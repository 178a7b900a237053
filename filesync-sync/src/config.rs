//! Sync engine configuration.

use serde::{Deserialize, Serialize};

/// Default number of identifiers sent per trash or purge request.
pub const REQUEST_BATCH_SIZE: usize = 1000;

/// Configuration for the sync engine.
#[derive(Debug, Clone, PartialEq, Eq, Serialize, Deserialize)]
#[serde(default)]
pub struct SyncConfig {
    /// Maximum identifiers per batched mutation request.
    pub request_batch_size: usize,
}

impl Default for SyncConfig {
    fn default() -> Self {
        Self {
            request_batch_size: REQUEST_BATCH_SIZE,
        }
    }
}

impl SyncConfig {
    /// Batch size clamped to at least one.
    pub fn batch_size(&self) -> usize {
        self.request_batch_size.max(1)
    }
}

------------------------------

Aim of the exercise> The output must reproduce the whole listing without a single change.

Problem solution>
repository 178a7b900a237053
filename filesync-sync/src/config.rs
//! Sync engine configuration.

use serde::{Deserialize, Serialize};

/// Default number of identifiers sent per trash or purge request.
pub const REQUEST_BATCH_SIZE: usize = 1000;

/// Configuration for the sync engine.
#[derive(Debug, Clone, PartialEq, Eq, Serialize, Deserialize)]
#[serde(default)]
pub struct SyncConfig {
    /// Maximum identifiers per batched mutation request.
    pub request_batch_size: usize,
}

impl Default for SyncConfig {
    fn default() -> Self {
        Self {
            request_batch_size: REQUEST_BATCH_SIZE,
        }
    }
}

impl SyncConfig {
    /// Batch size clamped to at least one.
    pub fn batch_size(&self) -> usize {
        self.request_batch_size.max(1)
    }
}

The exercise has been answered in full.